What you should do -> Write out, without any change, the lines in the material below that run from the line with "pub fn effective_rig_prefix(rig: &Rig)" through the line with "their first two", both included.

Entries supplied ->
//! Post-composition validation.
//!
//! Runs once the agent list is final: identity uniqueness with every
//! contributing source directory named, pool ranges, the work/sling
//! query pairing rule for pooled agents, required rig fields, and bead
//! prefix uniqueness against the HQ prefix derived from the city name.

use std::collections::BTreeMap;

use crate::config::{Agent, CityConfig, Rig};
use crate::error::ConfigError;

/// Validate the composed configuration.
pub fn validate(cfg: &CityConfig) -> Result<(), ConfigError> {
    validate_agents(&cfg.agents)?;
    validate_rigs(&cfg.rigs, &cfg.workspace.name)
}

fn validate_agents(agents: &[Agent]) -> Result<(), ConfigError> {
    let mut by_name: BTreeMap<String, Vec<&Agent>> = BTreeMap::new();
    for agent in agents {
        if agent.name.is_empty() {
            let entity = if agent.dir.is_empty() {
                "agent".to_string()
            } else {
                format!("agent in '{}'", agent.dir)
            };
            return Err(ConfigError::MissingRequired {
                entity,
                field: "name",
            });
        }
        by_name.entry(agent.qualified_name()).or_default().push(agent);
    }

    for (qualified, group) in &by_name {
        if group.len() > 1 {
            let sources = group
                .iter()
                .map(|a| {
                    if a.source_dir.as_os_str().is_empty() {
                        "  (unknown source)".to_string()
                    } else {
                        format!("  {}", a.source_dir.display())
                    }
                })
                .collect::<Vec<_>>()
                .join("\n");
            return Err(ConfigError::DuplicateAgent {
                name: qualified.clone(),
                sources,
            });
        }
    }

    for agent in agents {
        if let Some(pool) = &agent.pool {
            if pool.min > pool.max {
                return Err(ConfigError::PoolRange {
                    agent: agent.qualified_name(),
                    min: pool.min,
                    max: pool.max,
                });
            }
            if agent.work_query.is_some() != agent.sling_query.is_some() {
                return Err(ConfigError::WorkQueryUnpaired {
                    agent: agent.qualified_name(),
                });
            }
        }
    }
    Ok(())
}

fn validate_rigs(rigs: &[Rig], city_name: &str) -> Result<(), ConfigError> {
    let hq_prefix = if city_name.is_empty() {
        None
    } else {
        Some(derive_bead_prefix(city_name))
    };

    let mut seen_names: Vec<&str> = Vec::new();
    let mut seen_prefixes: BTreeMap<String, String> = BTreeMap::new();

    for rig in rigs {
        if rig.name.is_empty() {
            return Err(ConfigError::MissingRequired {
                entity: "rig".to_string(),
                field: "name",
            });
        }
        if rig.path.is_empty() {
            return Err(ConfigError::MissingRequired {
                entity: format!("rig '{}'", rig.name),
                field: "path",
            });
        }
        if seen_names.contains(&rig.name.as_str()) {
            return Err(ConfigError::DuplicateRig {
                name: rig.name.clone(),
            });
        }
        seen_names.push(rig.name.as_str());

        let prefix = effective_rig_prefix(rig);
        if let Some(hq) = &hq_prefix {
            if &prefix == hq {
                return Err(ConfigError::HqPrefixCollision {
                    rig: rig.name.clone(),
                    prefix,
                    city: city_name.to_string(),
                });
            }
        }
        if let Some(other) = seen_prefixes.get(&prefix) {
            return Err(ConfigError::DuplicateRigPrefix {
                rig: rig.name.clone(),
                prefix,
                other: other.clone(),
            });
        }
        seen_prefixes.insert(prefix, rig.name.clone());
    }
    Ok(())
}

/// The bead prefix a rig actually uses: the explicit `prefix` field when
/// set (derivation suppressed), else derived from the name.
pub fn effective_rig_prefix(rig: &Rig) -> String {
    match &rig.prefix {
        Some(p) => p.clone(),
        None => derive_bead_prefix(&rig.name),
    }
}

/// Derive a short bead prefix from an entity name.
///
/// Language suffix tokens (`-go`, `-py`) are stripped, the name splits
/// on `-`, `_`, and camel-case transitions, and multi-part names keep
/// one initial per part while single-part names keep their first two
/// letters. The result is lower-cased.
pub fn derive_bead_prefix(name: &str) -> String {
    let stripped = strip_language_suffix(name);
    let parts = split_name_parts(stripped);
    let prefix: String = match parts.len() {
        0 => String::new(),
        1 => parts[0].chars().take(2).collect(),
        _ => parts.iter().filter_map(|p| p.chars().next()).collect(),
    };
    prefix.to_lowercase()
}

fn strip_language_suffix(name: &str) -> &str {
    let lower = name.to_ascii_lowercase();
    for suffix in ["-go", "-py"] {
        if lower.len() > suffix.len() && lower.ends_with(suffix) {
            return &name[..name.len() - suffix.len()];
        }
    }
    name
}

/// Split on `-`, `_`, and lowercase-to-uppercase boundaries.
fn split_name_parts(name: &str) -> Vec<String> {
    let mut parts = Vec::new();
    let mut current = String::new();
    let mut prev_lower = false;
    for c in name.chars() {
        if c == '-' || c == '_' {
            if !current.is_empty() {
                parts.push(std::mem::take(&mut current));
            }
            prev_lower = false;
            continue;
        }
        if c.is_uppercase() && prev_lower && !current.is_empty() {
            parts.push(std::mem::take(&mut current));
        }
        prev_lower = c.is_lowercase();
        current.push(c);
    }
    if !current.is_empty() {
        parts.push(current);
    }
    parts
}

==

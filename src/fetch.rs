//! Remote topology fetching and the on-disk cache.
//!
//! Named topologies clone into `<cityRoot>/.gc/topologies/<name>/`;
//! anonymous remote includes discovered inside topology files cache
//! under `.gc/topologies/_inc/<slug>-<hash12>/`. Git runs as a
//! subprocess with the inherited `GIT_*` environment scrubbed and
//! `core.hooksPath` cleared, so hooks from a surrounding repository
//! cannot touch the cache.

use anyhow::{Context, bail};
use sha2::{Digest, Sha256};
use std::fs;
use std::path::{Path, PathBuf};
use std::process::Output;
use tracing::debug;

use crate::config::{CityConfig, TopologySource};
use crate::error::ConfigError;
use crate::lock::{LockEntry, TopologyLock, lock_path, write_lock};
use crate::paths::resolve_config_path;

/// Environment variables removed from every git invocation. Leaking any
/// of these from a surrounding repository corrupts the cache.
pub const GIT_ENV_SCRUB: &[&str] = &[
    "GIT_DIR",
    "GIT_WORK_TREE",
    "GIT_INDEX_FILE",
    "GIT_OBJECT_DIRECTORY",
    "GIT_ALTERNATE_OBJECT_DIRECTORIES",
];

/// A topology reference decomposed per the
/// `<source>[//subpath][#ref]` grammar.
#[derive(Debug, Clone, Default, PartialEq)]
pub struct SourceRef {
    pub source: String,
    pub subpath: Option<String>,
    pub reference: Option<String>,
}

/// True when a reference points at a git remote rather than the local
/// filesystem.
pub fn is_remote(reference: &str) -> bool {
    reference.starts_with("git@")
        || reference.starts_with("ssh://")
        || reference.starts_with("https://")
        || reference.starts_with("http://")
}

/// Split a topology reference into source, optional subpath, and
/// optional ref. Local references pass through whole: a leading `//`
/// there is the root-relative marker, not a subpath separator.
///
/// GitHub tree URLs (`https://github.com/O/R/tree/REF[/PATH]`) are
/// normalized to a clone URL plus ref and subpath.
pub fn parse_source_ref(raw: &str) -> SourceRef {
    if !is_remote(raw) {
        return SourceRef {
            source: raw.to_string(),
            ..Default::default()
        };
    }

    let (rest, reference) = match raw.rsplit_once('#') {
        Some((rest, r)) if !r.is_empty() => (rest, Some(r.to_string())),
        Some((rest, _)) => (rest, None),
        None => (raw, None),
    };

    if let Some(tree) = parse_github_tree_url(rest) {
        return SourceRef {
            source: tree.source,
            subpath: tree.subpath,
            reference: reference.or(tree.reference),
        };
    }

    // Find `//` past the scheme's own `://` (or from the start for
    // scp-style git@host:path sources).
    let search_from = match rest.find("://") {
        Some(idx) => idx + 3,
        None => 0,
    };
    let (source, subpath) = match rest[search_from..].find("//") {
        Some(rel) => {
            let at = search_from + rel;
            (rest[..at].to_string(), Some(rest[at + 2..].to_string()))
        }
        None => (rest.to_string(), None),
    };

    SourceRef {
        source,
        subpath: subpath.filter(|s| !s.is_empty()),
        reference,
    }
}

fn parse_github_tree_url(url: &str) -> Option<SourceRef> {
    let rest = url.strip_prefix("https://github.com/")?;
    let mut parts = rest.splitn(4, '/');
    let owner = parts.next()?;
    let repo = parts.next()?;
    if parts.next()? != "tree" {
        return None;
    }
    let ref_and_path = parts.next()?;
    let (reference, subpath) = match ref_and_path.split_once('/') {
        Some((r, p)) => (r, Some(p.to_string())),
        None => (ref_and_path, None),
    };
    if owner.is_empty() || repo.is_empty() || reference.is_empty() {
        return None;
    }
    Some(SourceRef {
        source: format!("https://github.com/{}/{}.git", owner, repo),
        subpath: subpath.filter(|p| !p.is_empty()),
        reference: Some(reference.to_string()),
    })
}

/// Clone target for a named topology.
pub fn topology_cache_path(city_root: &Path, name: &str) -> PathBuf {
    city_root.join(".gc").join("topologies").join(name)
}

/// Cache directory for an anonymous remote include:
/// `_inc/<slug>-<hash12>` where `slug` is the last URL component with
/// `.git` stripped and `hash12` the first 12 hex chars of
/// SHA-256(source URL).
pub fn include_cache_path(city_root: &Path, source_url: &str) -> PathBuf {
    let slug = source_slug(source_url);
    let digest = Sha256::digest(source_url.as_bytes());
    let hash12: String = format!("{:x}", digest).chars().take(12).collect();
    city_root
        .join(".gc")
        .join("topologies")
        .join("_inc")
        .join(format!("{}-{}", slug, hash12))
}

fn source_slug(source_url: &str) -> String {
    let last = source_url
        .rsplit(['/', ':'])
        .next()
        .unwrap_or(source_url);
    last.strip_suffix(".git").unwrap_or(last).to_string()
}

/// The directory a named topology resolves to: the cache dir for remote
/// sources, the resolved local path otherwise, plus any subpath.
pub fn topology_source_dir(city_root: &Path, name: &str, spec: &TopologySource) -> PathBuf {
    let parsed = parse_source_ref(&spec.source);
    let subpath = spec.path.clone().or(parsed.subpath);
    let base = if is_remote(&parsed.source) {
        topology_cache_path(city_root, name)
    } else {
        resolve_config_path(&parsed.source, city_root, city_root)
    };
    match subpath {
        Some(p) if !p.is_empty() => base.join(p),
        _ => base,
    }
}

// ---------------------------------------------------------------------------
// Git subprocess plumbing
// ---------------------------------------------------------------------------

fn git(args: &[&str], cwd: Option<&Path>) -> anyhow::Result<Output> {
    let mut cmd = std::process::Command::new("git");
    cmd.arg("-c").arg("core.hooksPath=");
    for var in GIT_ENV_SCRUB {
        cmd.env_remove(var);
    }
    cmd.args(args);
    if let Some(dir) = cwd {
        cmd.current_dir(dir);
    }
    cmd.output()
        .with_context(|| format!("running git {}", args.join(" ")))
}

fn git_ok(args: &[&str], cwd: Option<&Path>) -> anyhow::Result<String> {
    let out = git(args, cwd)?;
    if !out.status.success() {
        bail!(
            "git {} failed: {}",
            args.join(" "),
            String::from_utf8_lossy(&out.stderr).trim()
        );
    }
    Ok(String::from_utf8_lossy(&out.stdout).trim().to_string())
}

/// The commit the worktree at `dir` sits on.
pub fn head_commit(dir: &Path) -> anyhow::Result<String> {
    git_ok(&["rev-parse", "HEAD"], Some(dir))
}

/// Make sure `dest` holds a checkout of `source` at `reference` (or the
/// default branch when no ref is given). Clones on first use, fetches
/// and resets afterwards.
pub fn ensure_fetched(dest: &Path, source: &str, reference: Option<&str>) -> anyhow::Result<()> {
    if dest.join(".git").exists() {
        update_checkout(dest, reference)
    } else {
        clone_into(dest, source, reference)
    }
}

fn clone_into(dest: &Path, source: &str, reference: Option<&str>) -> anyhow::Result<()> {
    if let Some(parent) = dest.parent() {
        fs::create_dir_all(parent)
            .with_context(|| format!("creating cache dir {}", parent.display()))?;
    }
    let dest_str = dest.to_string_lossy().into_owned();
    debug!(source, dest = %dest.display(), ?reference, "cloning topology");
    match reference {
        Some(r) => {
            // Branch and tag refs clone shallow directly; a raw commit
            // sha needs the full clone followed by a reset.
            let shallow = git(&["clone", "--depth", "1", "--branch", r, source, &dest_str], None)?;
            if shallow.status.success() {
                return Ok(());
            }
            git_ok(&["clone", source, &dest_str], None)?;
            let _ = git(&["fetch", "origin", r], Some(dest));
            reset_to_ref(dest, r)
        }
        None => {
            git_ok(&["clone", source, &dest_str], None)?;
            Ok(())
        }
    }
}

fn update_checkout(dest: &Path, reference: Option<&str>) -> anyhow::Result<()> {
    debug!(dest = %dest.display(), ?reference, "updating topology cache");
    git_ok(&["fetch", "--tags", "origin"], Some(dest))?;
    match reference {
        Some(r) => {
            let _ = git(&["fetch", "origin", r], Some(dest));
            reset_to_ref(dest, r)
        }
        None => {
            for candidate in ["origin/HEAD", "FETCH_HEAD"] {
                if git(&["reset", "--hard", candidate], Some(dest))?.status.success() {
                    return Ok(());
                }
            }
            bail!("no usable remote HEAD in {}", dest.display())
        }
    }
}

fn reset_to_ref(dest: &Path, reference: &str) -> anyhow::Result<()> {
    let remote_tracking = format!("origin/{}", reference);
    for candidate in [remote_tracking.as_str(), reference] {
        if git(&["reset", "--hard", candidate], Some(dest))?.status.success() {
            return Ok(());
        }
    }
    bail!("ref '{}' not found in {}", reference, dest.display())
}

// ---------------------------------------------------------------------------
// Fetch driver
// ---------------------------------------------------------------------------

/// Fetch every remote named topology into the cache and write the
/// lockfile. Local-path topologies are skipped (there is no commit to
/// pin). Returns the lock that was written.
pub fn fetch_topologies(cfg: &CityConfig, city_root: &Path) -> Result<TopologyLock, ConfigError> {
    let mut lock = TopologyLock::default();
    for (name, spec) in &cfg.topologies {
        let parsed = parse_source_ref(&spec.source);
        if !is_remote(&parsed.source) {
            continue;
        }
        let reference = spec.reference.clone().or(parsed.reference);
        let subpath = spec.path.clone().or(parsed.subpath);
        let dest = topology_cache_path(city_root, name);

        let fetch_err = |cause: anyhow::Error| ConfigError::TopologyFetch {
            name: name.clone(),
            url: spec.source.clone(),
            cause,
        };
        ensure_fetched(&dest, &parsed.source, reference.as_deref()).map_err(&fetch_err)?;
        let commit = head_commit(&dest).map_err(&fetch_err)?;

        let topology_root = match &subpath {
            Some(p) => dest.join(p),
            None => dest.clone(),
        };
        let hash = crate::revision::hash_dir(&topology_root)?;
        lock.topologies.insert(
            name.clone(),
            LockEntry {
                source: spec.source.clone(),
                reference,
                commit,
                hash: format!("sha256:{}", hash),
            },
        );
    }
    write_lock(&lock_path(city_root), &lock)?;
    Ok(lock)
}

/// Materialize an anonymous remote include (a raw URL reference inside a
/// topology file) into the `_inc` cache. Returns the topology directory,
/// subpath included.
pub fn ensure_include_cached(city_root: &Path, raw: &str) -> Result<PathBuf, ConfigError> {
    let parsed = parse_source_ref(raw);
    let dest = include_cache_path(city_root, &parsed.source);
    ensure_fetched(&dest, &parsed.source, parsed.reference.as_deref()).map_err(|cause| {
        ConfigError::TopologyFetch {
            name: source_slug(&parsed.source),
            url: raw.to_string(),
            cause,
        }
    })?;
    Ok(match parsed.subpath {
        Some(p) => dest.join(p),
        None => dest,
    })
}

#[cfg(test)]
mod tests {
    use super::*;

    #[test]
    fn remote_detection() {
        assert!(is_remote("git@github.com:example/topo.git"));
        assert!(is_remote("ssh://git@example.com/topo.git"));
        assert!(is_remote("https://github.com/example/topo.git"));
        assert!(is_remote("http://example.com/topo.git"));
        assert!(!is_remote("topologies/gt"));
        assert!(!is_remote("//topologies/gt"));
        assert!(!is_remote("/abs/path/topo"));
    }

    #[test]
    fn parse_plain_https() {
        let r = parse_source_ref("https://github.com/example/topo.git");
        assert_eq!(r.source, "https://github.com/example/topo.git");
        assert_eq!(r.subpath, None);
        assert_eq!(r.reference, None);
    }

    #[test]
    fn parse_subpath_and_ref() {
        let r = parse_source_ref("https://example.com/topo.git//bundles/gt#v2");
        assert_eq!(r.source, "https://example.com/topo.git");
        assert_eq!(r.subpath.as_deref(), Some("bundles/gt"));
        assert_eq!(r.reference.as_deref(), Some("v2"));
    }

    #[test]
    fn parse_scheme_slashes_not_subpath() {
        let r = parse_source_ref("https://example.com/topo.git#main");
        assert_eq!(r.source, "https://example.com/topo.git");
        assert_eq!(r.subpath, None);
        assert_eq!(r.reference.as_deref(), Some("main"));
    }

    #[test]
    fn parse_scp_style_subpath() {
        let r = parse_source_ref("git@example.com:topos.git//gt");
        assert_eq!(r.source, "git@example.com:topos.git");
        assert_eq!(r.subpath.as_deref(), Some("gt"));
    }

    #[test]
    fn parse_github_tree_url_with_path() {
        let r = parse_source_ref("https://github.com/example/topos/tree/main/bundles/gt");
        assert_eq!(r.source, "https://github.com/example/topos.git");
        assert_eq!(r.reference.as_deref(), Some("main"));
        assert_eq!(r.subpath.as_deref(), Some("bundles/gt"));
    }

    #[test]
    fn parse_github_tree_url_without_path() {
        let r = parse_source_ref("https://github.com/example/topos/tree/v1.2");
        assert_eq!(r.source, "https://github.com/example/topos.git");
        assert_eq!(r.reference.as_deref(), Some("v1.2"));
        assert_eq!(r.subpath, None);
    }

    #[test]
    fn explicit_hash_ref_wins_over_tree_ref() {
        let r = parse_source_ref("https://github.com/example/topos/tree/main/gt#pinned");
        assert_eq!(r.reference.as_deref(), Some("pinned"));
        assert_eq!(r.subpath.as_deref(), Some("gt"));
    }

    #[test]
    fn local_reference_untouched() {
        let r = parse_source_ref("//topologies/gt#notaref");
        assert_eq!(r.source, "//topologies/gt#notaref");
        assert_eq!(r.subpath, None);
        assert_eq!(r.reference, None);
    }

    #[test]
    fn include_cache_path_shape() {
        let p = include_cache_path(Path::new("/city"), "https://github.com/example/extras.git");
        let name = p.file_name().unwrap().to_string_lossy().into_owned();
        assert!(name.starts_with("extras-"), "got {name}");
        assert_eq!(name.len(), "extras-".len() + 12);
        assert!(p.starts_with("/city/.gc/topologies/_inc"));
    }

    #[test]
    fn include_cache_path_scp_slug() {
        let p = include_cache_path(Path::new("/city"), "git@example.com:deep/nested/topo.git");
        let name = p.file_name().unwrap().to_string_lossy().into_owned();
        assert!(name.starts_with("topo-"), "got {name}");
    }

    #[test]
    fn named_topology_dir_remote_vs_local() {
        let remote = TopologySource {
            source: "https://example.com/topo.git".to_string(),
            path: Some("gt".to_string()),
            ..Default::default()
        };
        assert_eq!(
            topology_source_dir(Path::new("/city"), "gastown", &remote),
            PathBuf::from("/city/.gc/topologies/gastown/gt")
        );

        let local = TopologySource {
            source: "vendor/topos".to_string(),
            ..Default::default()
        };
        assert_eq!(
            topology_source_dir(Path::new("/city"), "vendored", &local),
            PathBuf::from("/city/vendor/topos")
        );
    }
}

Worked solution ->
pub fn effective_rig_prefix(rig: &Rig) -> String {
    match &rig.prefix {
        Some(p) => p.clone(),
        None => derive_bead_prefix(&rig.name),
    }
}

/// Derive a short bead prefix from an entity name.
///
/// Language suffix tokens (`-go`, `-py`) are stripped, the name splits
/// on `-`, `_`, and camel-case transitions, and multi-part names keep
/// one initial per part while single-part names keep their first two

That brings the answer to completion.